Stored data entries:
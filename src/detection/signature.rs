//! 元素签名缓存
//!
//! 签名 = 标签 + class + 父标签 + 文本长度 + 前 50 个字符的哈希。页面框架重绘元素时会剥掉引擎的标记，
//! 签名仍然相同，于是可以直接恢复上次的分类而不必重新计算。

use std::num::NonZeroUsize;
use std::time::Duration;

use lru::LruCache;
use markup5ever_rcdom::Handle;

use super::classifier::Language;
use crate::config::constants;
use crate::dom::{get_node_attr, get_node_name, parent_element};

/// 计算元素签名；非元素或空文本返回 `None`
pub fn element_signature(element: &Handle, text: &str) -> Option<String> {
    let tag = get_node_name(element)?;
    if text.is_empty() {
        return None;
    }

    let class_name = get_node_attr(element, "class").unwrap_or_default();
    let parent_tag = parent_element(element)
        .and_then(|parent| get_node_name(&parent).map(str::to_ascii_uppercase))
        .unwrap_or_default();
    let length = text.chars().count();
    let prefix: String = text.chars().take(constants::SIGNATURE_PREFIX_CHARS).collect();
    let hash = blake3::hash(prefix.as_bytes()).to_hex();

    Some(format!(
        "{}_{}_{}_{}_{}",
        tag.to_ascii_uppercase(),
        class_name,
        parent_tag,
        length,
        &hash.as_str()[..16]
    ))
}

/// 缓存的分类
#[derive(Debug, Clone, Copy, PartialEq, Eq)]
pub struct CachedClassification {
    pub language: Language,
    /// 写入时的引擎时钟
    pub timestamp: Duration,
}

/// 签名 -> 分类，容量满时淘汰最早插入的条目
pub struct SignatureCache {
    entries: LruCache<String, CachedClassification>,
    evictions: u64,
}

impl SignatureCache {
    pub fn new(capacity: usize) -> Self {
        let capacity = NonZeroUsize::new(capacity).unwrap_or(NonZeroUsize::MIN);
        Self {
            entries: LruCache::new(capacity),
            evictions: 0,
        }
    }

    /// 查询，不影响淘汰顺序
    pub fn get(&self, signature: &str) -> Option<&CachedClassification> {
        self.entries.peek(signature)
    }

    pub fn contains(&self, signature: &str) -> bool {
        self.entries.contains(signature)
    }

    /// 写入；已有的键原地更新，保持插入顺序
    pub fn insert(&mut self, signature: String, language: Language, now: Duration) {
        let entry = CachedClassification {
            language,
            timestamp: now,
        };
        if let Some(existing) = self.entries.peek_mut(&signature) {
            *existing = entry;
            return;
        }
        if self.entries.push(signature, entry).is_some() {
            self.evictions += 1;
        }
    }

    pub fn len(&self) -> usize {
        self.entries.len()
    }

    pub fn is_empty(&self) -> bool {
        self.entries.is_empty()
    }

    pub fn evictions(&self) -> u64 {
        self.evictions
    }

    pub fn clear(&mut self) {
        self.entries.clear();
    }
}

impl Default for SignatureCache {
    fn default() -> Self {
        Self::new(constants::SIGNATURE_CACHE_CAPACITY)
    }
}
--
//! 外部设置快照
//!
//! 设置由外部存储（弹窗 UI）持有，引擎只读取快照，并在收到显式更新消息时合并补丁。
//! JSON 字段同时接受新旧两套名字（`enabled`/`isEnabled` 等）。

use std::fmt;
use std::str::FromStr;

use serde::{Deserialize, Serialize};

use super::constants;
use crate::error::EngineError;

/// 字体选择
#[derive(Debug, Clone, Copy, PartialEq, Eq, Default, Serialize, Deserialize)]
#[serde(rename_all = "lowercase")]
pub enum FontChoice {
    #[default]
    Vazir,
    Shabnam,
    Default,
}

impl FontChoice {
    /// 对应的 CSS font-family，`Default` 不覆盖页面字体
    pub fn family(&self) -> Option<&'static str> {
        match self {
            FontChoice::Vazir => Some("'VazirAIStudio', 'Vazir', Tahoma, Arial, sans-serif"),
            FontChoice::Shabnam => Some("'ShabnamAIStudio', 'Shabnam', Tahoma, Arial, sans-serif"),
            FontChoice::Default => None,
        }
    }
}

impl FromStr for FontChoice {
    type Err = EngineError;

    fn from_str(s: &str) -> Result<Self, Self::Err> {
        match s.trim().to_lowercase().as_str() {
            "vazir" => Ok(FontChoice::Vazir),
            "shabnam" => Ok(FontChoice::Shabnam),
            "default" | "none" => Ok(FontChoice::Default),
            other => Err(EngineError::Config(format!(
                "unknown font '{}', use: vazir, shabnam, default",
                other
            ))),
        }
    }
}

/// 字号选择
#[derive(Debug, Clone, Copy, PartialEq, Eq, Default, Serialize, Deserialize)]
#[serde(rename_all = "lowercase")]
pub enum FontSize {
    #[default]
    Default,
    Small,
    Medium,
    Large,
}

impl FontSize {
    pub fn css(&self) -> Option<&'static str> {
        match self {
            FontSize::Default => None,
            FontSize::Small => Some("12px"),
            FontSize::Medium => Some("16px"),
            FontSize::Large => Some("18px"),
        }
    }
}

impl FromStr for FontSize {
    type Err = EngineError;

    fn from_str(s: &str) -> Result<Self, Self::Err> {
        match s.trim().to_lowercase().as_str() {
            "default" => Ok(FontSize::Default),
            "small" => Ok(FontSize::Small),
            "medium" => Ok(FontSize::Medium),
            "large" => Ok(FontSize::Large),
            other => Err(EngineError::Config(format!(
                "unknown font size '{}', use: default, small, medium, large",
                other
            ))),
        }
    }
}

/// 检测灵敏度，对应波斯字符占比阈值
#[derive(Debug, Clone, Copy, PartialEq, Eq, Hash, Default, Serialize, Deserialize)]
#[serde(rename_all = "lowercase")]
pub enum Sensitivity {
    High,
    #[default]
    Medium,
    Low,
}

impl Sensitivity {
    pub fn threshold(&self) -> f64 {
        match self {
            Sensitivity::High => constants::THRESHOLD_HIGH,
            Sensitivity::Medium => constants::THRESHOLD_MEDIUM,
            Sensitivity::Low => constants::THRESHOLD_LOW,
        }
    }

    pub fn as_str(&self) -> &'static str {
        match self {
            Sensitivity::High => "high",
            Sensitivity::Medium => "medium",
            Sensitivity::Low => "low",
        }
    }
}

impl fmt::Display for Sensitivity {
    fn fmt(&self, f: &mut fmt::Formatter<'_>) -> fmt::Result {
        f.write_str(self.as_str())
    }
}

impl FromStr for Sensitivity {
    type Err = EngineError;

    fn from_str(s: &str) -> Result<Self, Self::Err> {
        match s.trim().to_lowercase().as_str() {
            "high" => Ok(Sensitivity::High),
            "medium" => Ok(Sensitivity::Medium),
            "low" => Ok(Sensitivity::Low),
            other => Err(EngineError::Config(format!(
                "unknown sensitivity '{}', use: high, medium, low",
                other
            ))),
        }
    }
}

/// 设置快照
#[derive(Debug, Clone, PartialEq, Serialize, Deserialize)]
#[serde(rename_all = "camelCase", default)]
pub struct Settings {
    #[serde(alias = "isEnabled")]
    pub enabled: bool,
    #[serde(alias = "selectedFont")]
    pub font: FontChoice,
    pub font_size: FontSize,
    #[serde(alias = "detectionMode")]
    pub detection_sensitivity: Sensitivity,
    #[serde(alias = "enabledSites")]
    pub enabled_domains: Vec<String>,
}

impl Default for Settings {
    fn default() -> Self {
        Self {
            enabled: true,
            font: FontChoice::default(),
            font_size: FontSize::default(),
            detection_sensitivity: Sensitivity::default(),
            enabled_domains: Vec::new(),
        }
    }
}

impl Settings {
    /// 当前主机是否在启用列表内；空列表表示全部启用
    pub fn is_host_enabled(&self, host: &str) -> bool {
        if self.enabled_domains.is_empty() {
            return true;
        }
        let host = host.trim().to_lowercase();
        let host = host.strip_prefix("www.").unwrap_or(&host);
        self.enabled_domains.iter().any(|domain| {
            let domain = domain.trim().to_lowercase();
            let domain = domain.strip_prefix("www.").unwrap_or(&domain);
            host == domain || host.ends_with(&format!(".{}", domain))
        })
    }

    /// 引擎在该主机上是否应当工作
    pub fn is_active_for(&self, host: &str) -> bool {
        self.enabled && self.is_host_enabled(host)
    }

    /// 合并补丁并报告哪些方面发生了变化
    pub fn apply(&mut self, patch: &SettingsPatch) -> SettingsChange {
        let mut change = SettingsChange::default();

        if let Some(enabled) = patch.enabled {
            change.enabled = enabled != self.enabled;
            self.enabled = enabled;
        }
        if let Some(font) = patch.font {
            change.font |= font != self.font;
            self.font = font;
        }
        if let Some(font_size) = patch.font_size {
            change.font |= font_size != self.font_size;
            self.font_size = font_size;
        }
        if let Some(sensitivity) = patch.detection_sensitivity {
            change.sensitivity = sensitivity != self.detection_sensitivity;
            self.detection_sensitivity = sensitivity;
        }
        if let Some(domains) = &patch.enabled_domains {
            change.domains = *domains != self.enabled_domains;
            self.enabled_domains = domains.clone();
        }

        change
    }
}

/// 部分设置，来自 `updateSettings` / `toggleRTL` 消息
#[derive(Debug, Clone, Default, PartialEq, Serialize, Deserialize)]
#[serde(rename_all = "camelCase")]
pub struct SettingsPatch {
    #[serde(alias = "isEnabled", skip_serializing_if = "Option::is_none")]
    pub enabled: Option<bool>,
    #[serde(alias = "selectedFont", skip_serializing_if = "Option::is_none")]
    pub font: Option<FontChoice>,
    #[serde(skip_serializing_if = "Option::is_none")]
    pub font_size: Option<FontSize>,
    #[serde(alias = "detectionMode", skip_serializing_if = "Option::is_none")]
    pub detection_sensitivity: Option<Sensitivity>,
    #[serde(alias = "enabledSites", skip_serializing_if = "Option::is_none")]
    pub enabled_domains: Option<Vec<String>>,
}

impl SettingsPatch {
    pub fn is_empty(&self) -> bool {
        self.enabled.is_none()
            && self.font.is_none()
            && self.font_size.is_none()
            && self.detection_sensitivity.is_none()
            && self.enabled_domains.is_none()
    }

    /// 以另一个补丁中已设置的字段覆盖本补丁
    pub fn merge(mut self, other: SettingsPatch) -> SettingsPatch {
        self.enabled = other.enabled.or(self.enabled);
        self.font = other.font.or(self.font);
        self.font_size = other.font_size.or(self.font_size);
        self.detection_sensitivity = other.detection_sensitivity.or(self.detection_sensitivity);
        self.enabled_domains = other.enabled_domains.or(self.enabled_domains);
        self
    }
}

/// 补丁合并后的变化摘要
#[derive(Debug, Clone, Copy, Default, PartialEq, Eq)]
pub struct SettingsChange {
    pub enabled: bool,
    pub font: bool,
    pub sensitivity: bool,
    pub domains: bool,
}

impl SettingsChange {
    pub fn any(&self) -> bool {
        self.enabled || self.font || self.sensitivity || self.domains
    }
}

ACTION ITEM →
Reproduce each line from the records that contains the word "NonZeroUsize".

SOLUTION →
use std::num::NonZeroUsize;
        let capacity = NonZeroUsize::new(capacity).unwrap_or(NonZeroUsize::MIN);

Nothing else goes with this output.